I'm not sure everyone agrees, but let's assume these two.

Why, given these, must Object.prototype.__proto__ not reflect at all via Object.getOwnPropertyDescriptor? What about Object.getOwnPropertyNames? We have to sink some cost somewhere, and TC39 had a January near-consensus of "accessor, with get and set functions that throw on cross-realm |this| vs. the accessor function". That seems the best solution to me still, and it should fall out of cross-window/frame wrapper policy hooks fairly cheaply in SpiderMonkey.

Re: Mark's

3) If we extend object literals with the computed name expression
square-bracket syntax, consider

     { [ e ]: .... }

where e is an expression that evaluates to the string "__proto__".
This *must not* fall into the equivalent of the syntactic special case. To do so is to move the encoding error of #2 from code-generating programs to regular JS reflective programs.

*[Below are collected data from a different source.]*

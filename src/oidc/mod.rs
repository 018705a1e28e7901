//! OpenID Connect login flow
//!
//! [`OidcGateway`] drives the authorization-code flow for the browser:
//!
//! 1. `start_auth` resolves the post-login destination, seals it into a
//!    [`SignedState`] token and returns the provider's authorization URL.
//! 2. `handle_callback` validates the state, exchanges the code, verifies
//!    the ID token, maps claims to [`UserData`], applies the allow-lists,
//!    provisions and logs the user in through the [`Backend`] and returns the
//!    rewritten session cookies plus the destination.
//!
//! Every step is a hard stop. Whatever fails, the browser only ever sees
//! [`AuthError`]'s generic response; the cause is logged by the caller.

mod provider;
mod verify;

pub use self::provider::{PROVIDER_TIMEOUT, ProviderClient, ProviderError, ProviderMetadata};
pub use self::verify::{DEFAULT_JWKS_TTL, IdTokenClaims, IdTokenVerifier, JwksCache};

use std::collections::HashSet;
use std::sync::Arc;
use std::time::Duration;

use axum::http::StatusCode;
use axum::response::{IntoResponse, Response};
use serde::Deserialize;
use thiserror::Error;
use tracing::{debug, info};
use url::Url;

use crate::backend::{Backend, BackendError, UserData};
use crate::config::{AccessConfig, Config};
use crate::cookies::CookieRewriter;
use crate::state::{DEFAULT_REDIRECT, SignedState, StateError};
use crate::{Error, Result};

/// Body of every failed authentication response
pub const AUTH_FAILED_BODY: &str = "Authentication failed";

/// Query parameters of the provider redirect
#[derive(Debug, Clone, Default, Deserialize)]
pub struct CallbackParams {
    /// Authorization code
    pub code: Option<String>,
    /// Signed state minted by `start_auth`
    pub state: Option<String>,
    /// Provider error code
    pub error: Option<String>,
    /// Provider error description
    pub error_description: Option<String>,
}

/// Allow-list rejections
#[derive(Debug, Error, Clone, PartialEq, Eq)]
pub enum PolicyRejection {
    /// ID token carried no email claim
    #[error("ID token has no email claim")]
    MissingEmail,
    /// Email is not `local@domain`
    #[error("email address is malformed")]
    InvalidEmail,
    /// Domain not in `access.allowed_domains`
    #[error("email domain '{0}' is not allowed")]
    DomainNotAllowed(String),
    /// Address not in `access.allowed_emails`
    #[error("email address is not allowed")]
    EmailNotAllowed,
}

impl PolicyRejection {
    /// Short label for logs
    #[must_use]
    pub fn reason(&self) -> &'static str {
        match self {
            Self::MissingEmail => "missing_email",
            Self::InvalidEmail => "invalid_email",
            Self::DomainNotAllowed(_) => "domain_not_allowed",
            Self::EmailNotAllowed => "email_not_allowed",
        }
    }
}

/// Why a login attempt failed. Rendered to the browser as one generic 401.
#[derive(Debug, Error)]
pub enum AuthError {
    /// Missing, forged or expired state
    #[error("state rejected: {0}")]
    State(#[from] StateError),
    /// Provider error, code exchange or token verification failure
    #[error(transparent)]
    Provider(#[from] ProviderError),
    /// Identity not allowed
    #[error("access denied: {0}")]
    Policy(#[from] PolicyRejection),
    /// Upstream provisioning or login failure
    #[error("backend: {0}")]
    Backend(#[from] BackendError),
    /// Required callback parameter absent
    #[error("missing '{0}' parameter")]
    MissingParameter(&'static str),
    /// Callback chain exceeded the request timeout
    #[error("login timed out after {0:?}")]
    Timeout(Duration),
}

impl AuthError {
    /// Short label for logs
    #[must_use]
    pub fn kind(&self) -> &'static str {
        match self {
            Self::State(_) => "state",
            Self::Provider(_) => "provider",
            Self::Policy(rejection) => rejection.reason(),
            Self::Backend(_) => "backend",
            Self::MissingParameter(_) => "missing_parameter",
            Self::Timeout(_) => "timeout",
        }
    }
}

impl IntoResponse for AuthError {
    fn into_response(self) -> Response {
        (StatusCode::UNAUTHORIZED, AUTH_FAILED_BODY).into_response()
    }
}

/// Result of a successful callback
#[derive(Debug, Clone, PartialEq, Eq)]
pub struct CallbackOutcome {
    /// Where to send the browser
    pub redirect: String,
    /// Rewritten `Set-Cookie` values
    pub set_cookies: Vec<String>,
}

/// Domain and address allow-lists, lower-cased once at startup.
#[derive(Debug, Clone, Default)]
pub struct AccessPolicy {
    domains: HashSet<String>,
    emails: HashSet<String>,
}

impl AccessPolicy {
    /// Build from configuration.
    #[must_use]
    pub fn from_config(access: &AccessConfig) -> Self {
        Self {
            domains: access.domain_set(),
            emails: access.email_set(),
        }
    }

    /// Check an email against both lists. Empty lists allow everyone.
    ///
    /// # Errors
    ///
    /// Returns the [`PolicyRejection`] of the first list that fails.
    pub fn check(&self, email: &str) -> std::result::Result<(), PolicyRejection> {
        let email = email.trim().to_lowercase();

        if !self.domains.is_empty() {
            let mut parts = email.split('@');
            let domain = match (parts.next(), parts.next(), parts.next()) {
                (Some(local), Some(domain), None) if !local.is_empty() && !domain.is_empty() => domain,
                _ => return Err(PolicyRejection::InvalidEmail),
            };
            if !self.domains.contains(domain) {
                return Err(PolicyRejection::DomainNotAllowed(domain.to_string()));
            }
        }

        if !self.emails.is_empty() && !self.emails.contains(&email) {
            return Err(PolicyRejection::EmailNotAllowed);
        }

        Ok(())
    }
}

/// Map verified claims to [`UserData`].
///
/// `name` is split on whitespace (first token is the first name, the rest the
/// last name); explicit `given_name` / `family_name` win. With no name claims
/// at all the configured defaults apply.
///
/// # Errors
///
/// Returns [`PolicyRejection::MissingEmail`] if there is no usable email.
pub fn user_from_claims(
    claims: IdTokenClaims,
    default_first_name: &str,
    default_last_name: &str,
) -> std::result::Result<UserData, PolicyRejection> {
    let email = claims
        .email
        .as_deref()
        .map(str::trim)
        .filter(|e| !e.is_empty())
        .ok_or(PolicyRejection::MissingEmail)?
        .to_string();

    let (mut first_name, mut last_name) = match non_blank(claims.name.as_deref()) {
        Some(name) => {
            let mut tokens = name.split_whitespace();
            let first = tokens.next().unwrap_or_default().to_string();
            let rest: Vec<&str> = tokens.collect();
            (first, rest.join(" "))
        }
        None => (default_first_name.to_string(), default_last_name.to_string()),
    };

    if let Some(given) = non_blank(claims.given_name.as_deref()) {
        first_name = given.to_string();
    }
    if let Some(family) = non_blank(claims.family_name.as_deref()) {
        last_name = family.to_string();
    }

    Ok(UserData {
        email,
        first_name,
        last_name,
        subject: claims.sub,
    })
}

fn non_blank(value: Option<&str>) -> Option<&str> {
    value.map(str::trim).filter(|v| !v.is_empty())
}

/// The authentication flow, shared by all requests.
pub struct OidcGateway {
    provider: ProviderClient,
    backend: Arc<dyn Backend>,
    state: SignedState,
    cookies: CookieRewriter,
    policy: AccessPolicy,
    external_url: Url,
    default_first_name: String,
    default_last_name: String,
}

impl OidcGateway {
    /// Wire the flow from its collaborators.
    ///
    /// # Errors
    ///
    /// Returns [`Error::Config`] if `external_url` is not a valid URL.
    pub fn new(provider: ProviderClient, backend: Arc<dyn Backend>, config: &Config) -> Result<Self> {
        let external_url = Url::parse(&config.external_url)
            .map_err(|e| Error::Config(format!("invalid external_url: {e}")))?;

        Ok(Self {
            provider,
            backend,
            state: SignedState::new(config.state.secret.as_bytes(), config.state.ttl),
            cookies: CookieRewriter::new(config.cookies.secure, config.session_cookie_name()),
            policy: AccessPolicy::from_config(&config.access),
            external_url,
            default_first_name: config.oidc.default_first_name.clone(),
            default_last_name: config.oidc.default_last_name.clone(),
        })
    }

    /// Authorization URL for a new login.
    ///
    /// The destination is `rd`, else `referer`, else `/`; anything that is
    /// not a local path or a URL on the external origin becomes `/`.
    #[must_use]
    pub fn start_auth(&self, rd: Option<&str>, referer: Option<&str>) -> String {
        let requested = non_blank(rd).or_else(|| non_blank(referer));
        let destination = requested.map_or(DEFAULT_REDIRECT, |d| self.sanitize_redirect(d));
        debug!(destination, "Starting OIDC login");
        self.provider.authorization_url(&self.state.create(destination))
    }

    fn sanitize_redirect<'a>(&self, candidate: &'a str) -> &'a str {
        if candidate.starts_with('/') && !candidate.starts_with("//") && !candidate.starts_with("/\\") {
            return candidate;
        }
        match Url::parse(candidate) {
            Ok(url) if url.origin() == self.external_url.origin() => candidate,
            _ => DEFAULT_REDIRECT,
        }
    }

    /// Complete a login from the provider redirect.
    ///
    /// `host` is the request's `Host` header, used as the cookie domain.
    ///
    /// # Errors
    ///
    /// Returns the [`AuthError`] of the first step that fails. Nothing is
    /// sent upstream unless the state, token and allow-lists all pass.
    pub async fn handle_callback(
        &self,
        params: &CallbackParams,
        host: Option<&str>,
    ) -> std::result::Result<CallbackOutcome, AuthError> {
        let state = params
            .state
            .as_deref()
            .ok_or(AuthError::MissingParameter("state"))?;
        let redirect = self.state.validate(state)?;

        if let Some(error) = &params.error {
            return Err(ProviderError::Callback {
                error: error.clone(),
                description: params.error_description.clone().unwrap_or_default(),
            }
            .into());
        }
        let code = non_blank(params.code.as_deref()).ok_or(AuthError::MissingParameter("code"))?;

        let id_token = self.provider.exchange_code(code).await?;
        let claims = self.provider.verify_id_token(&id_token).await?;
        let user = user_from_claims(claims, &self.default_first_name, &self.default_last_name)?;
        self.policy.check(&user.email)?;

        let user_id = self.backend.provision_user(&user).await?;
        let raw_cookies = self.backend.login(&user_id, &user).await?;

        let cookie_host = non_blank(host)
            .or_else(|| self.external_url.host_str())
            .unwrap_or_default();
        let set_cookies = self.cookies.rewrite(&raw_cookies, cookie_host);

        info!(
            email = %user.email,
            subject = %user.subject,
            backend = self.backend.name(),
            user_id = %user_id,
            "User logged in"
        );
        Ok(CallbackOutcome {
            redirect,
            set_cookies,
        })
    }

    /// `Set-Cookie` value that ends the upstream session in the browser.
    #[must_use]
    pub fn logout_cookie(&self) -> String {
        self.cookies.clear()
    }
}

I agree with Mark. This does indeed mean that

  n = "__proto__";
  o = { [n]: p }

will define a data property, not set inheritance. That's the only way quoting can matter, i.e.

  o = { ['__proto__']: p }

defines a plain old data property. No need to mimic JSON and make a quoted vs. unquoted difference without the [] for computed property names. Making that change requires a search of the web to find disproof, which is never a complete search, which leaves us hanging and makes implementors unhappy to take unknown risk.